Goal of the exercise
Whenever a line contains the string "Result", copy it out of the entries.
BEGIN Recorded information
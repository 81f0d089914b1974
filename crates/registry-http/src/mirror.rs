//! The mirror protocol: resolve a peer for a requested key and reverse
//! proxy to it, with the loop-prevention header downgrade.

use std::time::Duration;

use axum::body::Body;
use axum::http::{HeaderMap, HeaderValue, Method, StatusCode};
use axum::response::{IntoResponse, Response};
use ocimesh_common::PeerRecord;
use ocimesh_reference::Reference;
use tracing::warn;

use crate::handlers;
use crate::state::AppState;

const RESOLVE_TIMEOUT: Duration = Duration::from_secs(5);

fn truthy(value: Option<&HeaderValue>) -> bool {
    value
        .and_then(|v| v.to_str().ok())
        .is_some_and(|v| v.eq_ignore_ascii_case("true") || v == "1")
}

/// Classify `path` the same way `handlers::dispatch` does outside mirror
/// mode, keeping the manifest-vs-blob distinction `any_reference` would
/// otherwise discard — a self-match needs to know which endpoint to serve
/// locally.
fn classify(remote_registry: &str, path: &str) -> Option<(Reference, bool)> {
    if let Ok(Some(reference)) = ocimesh_reference::manifest_reference(remote_registry, path) {
        return Some((reference, true));
    }
    match ocimesh_reference::blob_reference(remote_registry, path) {
        Ok(Some(reference)) => Some((reference, false)),
        _ => None,
    }
}

/// Handle a request classified `MIRROR`.
pub async fn handle(state: &AppState, method: Method, path: &str, remote_registry: &str, headers: &HeaderMap) -> Response {
    let Some((reference, is_manifest)) = classify(remote_registry, path) else {
        return StatusCode::NOT_FOUND.into_response();
    };
    let key = reference.advertisement_key();

    let external = truthy(headers.get("x-external"));
    let source = if external { "external" } else { "internal" };
    if external {
        warn!(%key, "serving external mirror request, allowing self-resolution");
    }

    let peer = match state.router.resolve(&key, external, RESOLVE_TIMEOUT).await {
        Ok(Some(peer)) => peer,
        Ok(None) => {
            state.metrics.record_mirror_request(remote_registry, "miss", source);
            return StatusCode::NOT_FOUND.into_response();
        }
        Err(err) => {
            warn!(%err, "router resolve failed");
            state.metrics.record_mirror_request(remote_registry, "miss", source);
            return StatusCode::NOT_FOUND.into_response();
        }
    };

    // On self-match, serve locally rather than reverse-proxying to
    // ourselves over HTTP.
    let response = if peer == state.router.local() {
        if is_manifest {
            handlers::serve_manifest(state, &method, &reference).await
        } else {
            handlers::serve_blob(state, &method, &reference).await
        }
    } else {
        forward(state, &peer, method, path, headers).await
    };
    let cache = if response.status() == StatusCode::OK { "hit" } else { "miss" };
    state.metrics.record_mirror_request(remote_registry, cache, source);
    response
}

/// Reverse-proxy to `peer`. The `X-Mirror` downgrade is the first
/// statement so no early return in this function can skip it — it is the
/// sole guard against infinite mirror-to-mirror forwarding.
async fn forward(state: &AppState, peer: &PeerRecord, method: Method, path: &str, headers: &HeaderMap) -> Response {
    let mut outgoing_headers = headers.clone();
    outgoing_headers.insert("x-mirror", HeaderValue::from_static("false"));

    let url = format!("http://{}:{}{path}", peer.addr, state.registry_port);

    let request = state.http_client.request(method, url).headers(outgoing_headers);

    match request.send().await {
        Ok(upstream) => relay(upstream),
        Err(err) => {
            warn!(%err, "mirror forward to peer failed");
            StatusCode::NOT_FOUND.into_response()
        }
    }
}

/// Stream a peer's response back to the original caller without buffering
/// the whole body.
fn relay(upstream: reqwest::Response) -> Response {
    let status = upstream.status();
    let mut builder = Response::builder().status(status);
    for (name, value) in upstream.headers() {
        builder = builder.header(name, value);
    }
    builder
        .body(Body::from_stream(upstream.bytes_stream()))
        .unwrap_or_else(|_| StatusCode::NOT_FOUND.into_response())
}
//! Types and parsing for OCI Distribution v2 references.

mod digest;
mod error;
mod parser;
mod reference;

pub use digest::Digest;
pub use error::{Error, Result};
pub use parser::{any_reference, blob_reference, manifest_reference};
pub use reference::{RefKind, Reference};
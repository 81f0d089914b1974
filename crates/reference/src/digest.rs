//! Content digests.

use std::fmt;
use std::sync::LazyLock;

use regex::Regex;

use crate::error::{Error, Result};

static DIGEST_RE: LazyLock<Regex> = LazyLock::new(|| {
    Regex::new(r"^[A-Za-z0-9](?:[A-Za-z0-9_+.-]*[A-Za-z0-9])?:[A-Fa-f0-9]{32,}$")
        .expect("digest regex is valid")
});

/// An algorithm-prefixed content digest, e.g. `sha256:...`.
///
/// Digests are opaque to the router: equality is byte equality on the
/// canonical string form, nothing more.
#[derive(Debug, Clone, PartialEq, Eq, Hash, PartialOrd, Ord)]
pub struct Digest(String);

impl Digest {
    /// Parse and validate a digest string.
    ///
    /// # Errors
    ///
    /// Returns [`Error::MalformedDigest`] if `value` does not match the
    /// `algorithm:hex` grammar.
    pub fn parse(value: impl Into<String>) -> Result<Self> {
        let value = value.into();
        if DIGEST_RE.is_match(&value) {
            Ok(Self(value))
        } else {
            Err(Error::malformed_digest(value))
        }
    }

    /// The canonical string form, e.g. `sha256:abc...`.
    #[must_use]
    pub fn as_str(&self) -> &str {
        &self.0
    }
}

impl fmt::Display for Digest {
    fn fmt(&self, f: &mut fmt::Formatter<'_>) -> fmt::Result {
        f.write_str(&self.0)
    }
}

#[cfg(test)]
mod tests {
    use super::*;

    #[test]
    fn accepts_sha256_digest() {
        let digest =
            Digest::parse("sha256:e3b0c44298fc1c149afbf4c8996fb92427ae41e4649b934ca495991b7852b855")
                .unwrap();
        assert_eq!(digest.as_str(), "sha256:e3b0c44298fc1c149afbf4c8996fb92427ae41e4649b934ca495991b7852b855");
    }

    #[test]
    fn rejects_missing_algorithm() {
        assert!(Digest::parse("e3b0c44298fc1c149afbf4c8996fb92427ae41e4649b934ca495991b7852b855").is_err());
    }

    #[test]
    fn rejects_short_hex() {
        assert!(Digest::parse("sha256:abc123").is_err());
    }

    #[test]
    fn equality_is_byte_equality() {
        let a = Digest::parse("sha256:aaaaaaaaaaaaaaaaaaaaaaaaaaaaaaaaaaaaaaaaaaaaaaaaaaaaaaaaaaaaaaaa").unwrap();
        let b = Digest::parse("sha256:aaaaaaaaaaaaaaaaaaaaaaaaaaaaaaaaaaaaaaaaaaaaaaaaaaaaaaaaaaaaaaaa").unwrap();
        assert_eq!(a, b);
    }
}
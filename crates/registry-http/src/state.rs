//! Shared state handed to every axum handler.

use std::sync::Arc;

use ocimesh_oci_client::OciStore;
use ocimesh_router::Router;

use crate::metrics::Metrics;

/// Everything a request handler needs: the local content store, the peer
/// router, an HTTP client for forwarding, this node's own registry port,
/// and the metrics registry.
#[derive(Clone)]
pub struct AppState {
    /// Local content-store access.
    pub oci: Arc<dyn OciStore>,
    /// Peer directory used to resolve mirror requests.
    pub router: Arc<dyn Router>,
    /// Client used to reverse-proxy mirror requests to a resolved peer.
    pub http_client: reqwest::Client,
    /// This node's own registry listener port; peers are assumed
    /// homogeneous, so a resolved peer is dialed on the same port.
    pub registry_port: u16,
    /// Prometheus counters for the mirror protocol.
    pub metrics: Metrics,
}
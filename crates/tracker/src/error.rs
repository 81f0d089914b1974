//! Error type for the inventory-to-router reconciliation loop.

use ocimesh_common::ErrorKind;

/// Result type alias for this crate.
pub type Result<T> = std::result::Result<T, Error>;

/// Errors the tracker loop may surface.
///
/// Transient failures talking to the content store or the router are
/// absorbed internally (logged, retried with backoff); this enum only
/// covers failures a caller needs to see.
#[derive(Debug, thiserror::Error)]
pub enum Error {
    /// The content store or router failed in a way the retry loop gave up
    /// on recovering from.
    #[error("tracker loop failed: {0}")]
    Failed(String),
}

impl Error {
    /// Construct a [`Error::Failed`].
    #[must_use]
    pub fn failed(message: impl Into<String>) -> Self {
        Self::Failed(message.into())
    }

    /// Tracker failures are always `Fatal`.
    #[must_use]
    pub fn kind(&self) -> ErrorKind {
        ErrorKind::Fatal
    }
}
END Recorded information
Task answer
pub use error::{Error, Result};
use crate::error::{Error, Result};
    pub fn parse(value: impl Into<String>) -> Result<Self> {
    fn fmt(&self, f: &mut fmt::Formatter<'_>) -> fmt::Result {
/// Result type alias for this crate.
pub type Result<T> = std::result::Result<T, Error>;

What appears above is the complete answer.